Having a genetic mutation, whatever the gene may be, is a weird existence. It is like the angel and devil characters on your shoulder, and the battle of who has a louder voice on certain days
Some days you feel empowered and that there is an inner strength that other non-carriers just don’t have. It is on these days I could have a patch sewn on my chest in blinking lights “BRCA Positive and Proud!” Look at me I could scream - I am brave and I shall conquer!
Then there are days that I wish I didn’t know of this sleeping giant. This thought of a metaphoric fight of ‘good and bad cells’ within in me wreaks havoc with my imagination. I recognize the power of the mind is one that can not be dismissed. I know all that, my inner voice screams it but this week my heart is the one that reigned.
My 'friend' Eva (I wish to be respectful of this persons privacy) at the young age of 32 recently underwent a preventative double mastectomy. I view this woman, like all women who have made this choice, courageous beyond any printed words I can add numerous adjectives to. She opted, after careful consideration, for the new "all in one" process that completes the reconstructive process immediately. I am not up on medical procedures but this process has apparently been used frequently in the States and the UK. After 5 1/2 hours of surgery the results according to doctors and nurses were incredible. Unfortunately the pain for Eva was just as incredible and it was heart retching to hear her using descriptors as torture for her existence.
Weeks went by and the healing was slow and the pain was unrelenting. Now I am all about looking at the world "glass half full" You really don't get anywhere in the world with a negative attitude. It was hard though for me not to parallel my own existence and decision making process with what I was hearing from Eva.
Unfortunately it only got worse, and one of Eva's breasts got infected...and well...to make a long story short (or is it too late?) she turned septic and had to have one of her newly reconstructed breasts removed this week.

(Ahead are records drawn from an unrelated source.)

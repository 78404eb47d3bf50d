//! Assessment store: persistence seam for respondents, profiles, assessment
//! responses, and employer leads.
//!
//! Default: `PgAssessmentStore` over a `sqlx::PgPool`.
//! `AppState` holds an `Arc<dyn AssessmentStore>`; tests swap in the
//! in-memory store from `store::memory`.
//!
//! Expected tables:
//! - `respondents(id serial pk, email text unique not null, name text, created_at timestamptz default now())`
//! - `respondent_profiles(id serial pk, respondent_id int unique references respondents,
//!   first_name text, last_name text, job_title text, created_at, updated_at)`
//! - `assessment_responses(id serial pk, respondent_id int references respondents,
//!   journey, industry, role_level, role_title, knowledge, automation_pct int,
//!   superpower, learning_style, goal, readiness_score int, completed_at, created_at)`
//! - `employer_leads(id serial pk, email text unique not null, first_name, last_name,
//!   company, job_title, team_size, industry text, employer_tools text[] not null default '{}',
//!   user_type text not null default 'employer', created_at, updated_at)`

use async_trait::async_trait;
use serde::Serialize;
use sqlx::{PgExecutor, PgPool};

use crate::assessment::answers::{Canonical, RoleLevel};
use crate::errors::AppError;
use crate::models::assessment::{AssessmentRow, NewAssessment, PeerSample};
use crate::models::employer::{EmployerLeadInput, EmployerLeadRow};
use crate::models::respondent::{ProfileUpdate, RespondentProfileRow, RespondentRow};

pub const EMPLOYER_USER_TYPE: &str = "employer";

/// Slice of stored responses to aggregate over. `None` means "any".
#[derive(Debug, Clone, Default, PartialEq, Eq, Serialize)]
pub struct PeerFilter {
    /// Lower-cased industry label.
    pub industry: Option<String>,
    pub role_level: Option<RoleLevel>,
}

/// Row counts surfaced by `/health`.
#[derive(Debug, Clone, Default, PartialEq, Eq, Serialize)]
pub struct StoreHealth {
    pub respondents: i64,
    pub profiles: i64,
    pub assessments: i64,
    pub employer_leads: i64,
}

#[async_trait]
pub trait AssessmentStore: Send + Sync {
    /// Returns the respondent with this (already normalized) email, creating
    /// it if absent. An existing respondent's name is left untouched.
    async fn find_or_create_respondent(
        &self,
        email: &str,
        name: Option<&str>,
    ) -> Result<RespondentRow, AppError>;

    async fn respondent_by_id(&self, id: i32) -> Result<Option<RespondentRow>, AppError>;

    async fn respondent_by_email(&self, email: &str) -> Result<Option<RespondentRow>, AppError>;

    /// Creates the profile if missing; otherwise overwrites only the fields
    /// that are `Some` in `update`.
    async fn upsert_profile(
        &self,
        respondent_id: i32,
        update: &ProfileUpdate,
    ) -> Result<RespondentProfileRow, AppError>;

    async fn profile_by_respondent(
        &self,
        respondent_id: i32,
    ) -> Result<Option<RespondentProfileRow>, AppError>;

    async fn insert_assessment(
        &self,
        respondent_id: i32,
        new: &NewAssessment,
    ) -> Result<AssessmentRow, AppError>;

    /// Find-or-create the respondent for `email`, merge `profile`, and insert
    /// the response as one unit. A failed insert leaves no respondent or
    /// profile behind.
    async fn record_assessment_for_email(
        &self,
        email: &str,
        profile: &ProfileUpdate,
        new: &NewAssessment,
    ) -> Result<AssessmentRow, AppError>;

    async fn assessment_by_id(&self, id: i32) -> Result<Option<AssessmentRow>, AppError>;

    /// Most recent by `completed_at`, ties broken by id.
    async fn latest_assessment(&self, respondent_id: i32)
        -> Result<Option<AssessmentRow>, AppError>;

    /// Newest first.
    async fn list_assessments(
        &self,
        respondent_id: Option<i32>,
        limit: i64,
    ) -> Result<Vec<AssessmentRow>, AppError>;

    /// Re-points an assessment at a respondent. Returns `None` if the
    /// assessment does not exist.
    async fn attach_respondent(
        &self,
        assessment_id: i32,
        respondent_id: i32,
    ) -> Result<Option<AssessmentRow>, AppError>;

    async fn peer_samples(&self, filter: &PeerFilter) -> Result<Vec<PeerSample>, AppError>;

    /// Insert-or-overwrite keyed by email.
    async fn upsert_employer_lead(
        &self,
        lead: &EmployerLeadInput,
    ) -> Result<EmployerLeadRow, AppError>;

    /// Newest first.
    async fn list_employer_leads(&self, limit: i64) -> Result<Vec<EmployerLeadRow>, AppError>;

    async fn health(&self) -> Result<StoreHealth, AppError>;
}

// ────────────────────────────────────────────────────────────────────────────
// PgAssessmentStore
// ────────────────────────────────────────────────────────────────────────────

pub struct PgAssessmentStore {
    pool: PgPool,
}

impl PgAssessmentStore {
    pub fn new(pool: PgPool) -> Self {
        Self { pool }
    }
}

// Statement helpers shared by the pooled methods and the intake transaction.

async fn upsert_respondent<'e, E: PgExecutor<'e>>(
    executor: E,
    email: &str,
    name: Option<&str>,
) -> Result<RespondentRow, sqlx::Error> {
    // The no-op DO UPDATE makes RETURNING yield the existing row too.
    sqlx::query_as::<_, RespondentRow>(
        r#"
        INSERT INTO respondents (email, name)
        VALUES ($1, $2)
        ON CONFLICT (email) DO UPDATE SET email = EXCLUDED.email
        RETURNING id, email, name, created_at
        "#,
    )
    .bind(email)
    .bind(name)
    .fetch_one(executor)
    .await
}

async fn merge_profile<'e, E: PgExecutor<'e>>(
    executor: E,
    respondent_id: i32,
    update: &ProfileUpdate,
) -> Result<RespondentProfileRow, sqlx::Error> {
    sqlx::query_as::<_, RespondentProfileRow>(
        r#"
        INSERT INTO respondent_profiles (respondent_id, first_name, last_name, job_title)
        VALUES ($1, $2, $3, $4)
        ON CONFLICT (respondent_id) DO UPDATE SET
            first_name = COALESCE(EXCLUDED.first_name, respondent_profiles.first_name),
            last_name  = COALESCE(EXCLUDED.last_name, respondent_profiles.last_name),
            job_title  = COALESCE(EXCLUDED.job_title, respondent_profiles.job_title),
            updated_at = NOW()
        RETURNING *
        "#,
    )
    .bind(respondent_id)
    .bind(update.first_name.as_deref())
    .bind(update.last_name.as_deref())
    .bind(update.job_title.as_deref())
    .fetch_one(executor)
    .await
}

async fn insert_response<'e, E: PgExecutor<'e>>(
    executor: E,
    respondent_id: i32,
    new: &NewAssessment,
) -> Result<AssessmentRow, sqlx::Error> {
    sqlx::query_as::<_, AssessmentRow>(
        r#"
        INSERT INTO assessment_responses
            (respondent_id, journey, industry, role_level, role_title, knowledge,
             automation_pct, superpower, learning_style, goal, readiness_score,
             completed_at)
        VALUES ($1, $2, $3, $4, $5, $6, $7, $8, $9, $10, $11, NOW())
        RETURNING *
        "#,
    )
    .bind(respondent_id)
    .bind(new.journey.as_str())
    .bind(&new.industry)
    .bind(new.role_level.map(|l| l.as_str()))
    .bind(new.role_title.as_deref())
    .bind(new.knowledge.as_str())
    .bind(new.automation_pct)
    .bind(new.superpower.as_str())
    .bind(new.learning_style.as_str())
    .bind(new.goal.as_str())
    .bind(new.readiness_score)
    .fetch_one(executor)
    .await
}

#[async_trait]
impl AssessmentStore for PgAssessmentStore {
    async fn find_or_create_respondent(
        &self,
        email: &str,
        name: Option<&str>,
    ) -> Result<RespondentRow, AppError> {
        Ok(upsert_respondent(&self.pool, email, name).await?)
    }

    async fn respondent_by_id(&self, id: i32) -> Result<Option<RespondentRow>, AppError> {
        Ok(sqlx::query_as::<_, RespondentRow>(
            "SELECT id, email, name, created_at FROM respondents WHERE id = $1",
        )
        .bind(id)
        .fetch_optional(&self.pool)
        .await?)
    }

    async fn respondent_by_email(&self, email: &str) -> Result<Option<RespondentRow>, AppError> {
        Ok(sqlx::query_as::<_, RespondentRow>(
            "SELECT id, email, name, created_at FROM respondents WHERE email = $1",
        )
        .bind(email)
        .fetch_optional(&self.pool)
        .await?)
    }

    async fn upsert_profile(
        &self,
        respondent_id: i32,
        update: &ProfileUpdate,
    ) -> Result<RespondentProfileRow, AppError> {
        Ok(merge_profile(&self.pool, respondent_id, update).await?)
    }

    async fn profile_by_respondent(
        &self,
        respondent_id: i32,
    ) -> Result<Option<RespondentProfileRow>, AppError> {
        Ok(sqlx::query_as::<_, RespondentProfileRow>(
            "SELECT * FROM respondent_profiles WHERE respondent_id = $1",
        )
        .bind(respondent_id)
        .fetch_optional(&self.pool)
        .await?)
    }

    async fn insert_assessment(
        &self,
        respondent_id: i32,
        new: &NewAssessment,
    ) -> Result<AssessmentRow, AppError> {
        Ok(insert_response(&self.pool, respondent_id, new).await?)
    }

    async fn record_assessment_for_email(
        &self,
        email: &str,
        profile: &ProfileUpdate,
        new: &NewAssessment,
    ) -> Result<AssessmentRow, AppError> {
        // Dropping `tx` on an early return rolls everything back
        let mut tx = self.pool.begin().await?;
        let display_name = profile.display_name();
        let respondent = upsert_respondent(&mut *tx, email, display_name.as_deref()).await?;
        merge_profile(&mut *tx, respondent.id, profile).await?;
        let row = insert_response(&mut *tx, respondent.id, new).await?;
        tx.commit().await?;
        Ok(row)
    }

    async fn assessment_by_id(&self, id: i32) -> Result<Option<AssessmentRow>, AppError> {
        Ok(
            sqlx::query_as::<_, AssessmentRow>("SELECT * FROM assessment_responses WHERE id = $1")
                .bind(id)
                .fetch_optional(&self.pool)
                .await?,
        )
    }

    async fn latest_assessment(
        &self,
        respondent_id: i32,
    ) -> Result<Option<AssessmentRow>, AppError> {
        Ok(sqlx::query_as::<_, AssessmentRow>(
            r#"
            SELECT * FROM assessment_responses
            WHERE respondent_id = $1
            ORDER BY completed_at DESC, id DESC
            LIMIT 1
            "#,
        )
        .bind(respondent_id)
        .fetch_optional(&self.pool)
        .await?)
    }

    async fn list_assessments(
        &self,
        respondent_id: Option<i32>,
        limit: i64,
    ) -> Result<Vec<AssessmentRow>, AppError> {
        Ok(sqlx::query_as::<_, AssessmentRow>(
            r#"
            SELECT * FROM assessment_responses
            WHERE ($1::int IS NULL OR respondent_id = $1)
            ORDER BY completed_at DESC, id DESC
            LIMIT $2
            "#,
        )
        .bind(respondent_id)
        .bind(limit)
        .fetch_all(&self.pool)
        .await?)
    }

    async fn attach_respondent(
        &self,
        assessment_id: i32,
        respondent_id: i32,
    ) -> Result<Option<AssessmentRow>, AppError> {
        Ok(sqlx::query_as::<_, AssessmentRow>(
            "UPDATE assessment_responses SET respondent_id = $1 WHERE id = $2 RETURNING *",
        )
        .bind(respondent_id)
        .bind(assessment_id)
        .fetch_optional(&self.pool)
        .await?)
    }

    async fn peer_samples(&self, filter: &PeerFilter) -> Result<Vec<PeerSample>, AppError> {
        Ok(sqlx::query_as::<_, PeerSample>(
            r#"
            SELECT readiness_score, journey, knowledge, role_level
            FROM assessment_responses
            WHERE readiness_score IS NOT NULL
              AND ($1::text IS NULL OR industry = $1)
              AND ($2::text IS NULL OR role_level = $2)
            "#,
        )
        .bind(filter.industry.as_deref())
        .bind(filter.role_level.map(|l| l.as_str()))
        .fetch_all(&self.pool)
        .await?)
    }

    async fn upsert_employer_lead(
        &self,
        lead: &EmployerLeadInput,
    ) -> Result<EmployerLeadRow, AppError> {
        Ok(sqlx::query_as::<_, EmployerLeadRow>(
            r#"
            INSERT INTO employer_leads
                (email, first_name, last_name, company, job_title, team_size,
                 industry, employer_tools, user_type)
            VALUES ($1, $2, $3, $4, $5, $6, $7, $8, $9)
            ON CONFLICT (email) DO UPDATE SET
                first_name     = EXCLUDED.first_name,
                last_name      = EXCLUDED.last_name,
                company        = EXCLUDED.company,
                job_title      = EXCLUDED.job_title,
                team_size      = EXCLUDED.team_size,
                industry       = EXCLUDED.industry,
                employer_tools = EXCLUDED.employer_tools,
                updated_at     = NOW()
            RETURNING *
            "#,
        )
        .bind(&lead.email)
        .bind(lead.first_name.as_deref())
        .bind(lead.last_name.as_deref())
        .bind(lead.company.as_deref())
        .bind(lead.job_title.as_deref())
        .bind(lead.team_size.as_deref())
        .bind(lead.industry.as_deref())
        .bind(&lead.employer_tools)
        .bind(EMPLOYER_USER_TYPE)
        .fetch_one(&self.pool)
        .await?)
    }

    async fn list_employer_leads(&self, limit: i64) -> Result<Vec<EmployerLeadRow>, AppError> {
        Ok(sqlx::query_as::<_, EmployerLeadRow>(
            "SELECT * FROM employer_leads ORDER BY created_at DESC, id DESC LIMIT $1",
        )
        .bind(limit)
        .fetch_all(&self.pool)
        .await?)
    }

    async fn health(&self) -> Result<StoreHealth, AppError> {
        let (respondents, profiles, assessments, employer_leads): (i64, i64, i64, i64) =
            sqlx::query_as(
                r#"
                SELECT
                    (SELECT COUNT(*) FROM respondents),
                    (SELECT COUNT(*) FROM respondent_profiles),
                    (SELECT COUNT(*) FROM assessment_responses),
                    (SELECT COUNT(*) FROM employer_leads)
                "#,
            )
            .fetch_one(&self.pool)
            .await?;
        Ok(StoreHealth {
            respondents,
            profiles,
            assessments,
            employer_leads,
        })
    }
}

// ────────────────────────────────────────────────────────────────────────────
// In-memory store for tests
// ────────────────────────────────────────────────────────────────────────────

I have never felt so helpless ...so frustrated and …well afraid. To go through all what she had and to have this set back. I recognize it will all be fine in the end...though she now has a long journey ahead of her...it was hard for me to not equate this journey as my own. I have had many of my other friends go through the process with no hiccups and I try to focus on those.
This is where I truly start my own mental journey to the operating room.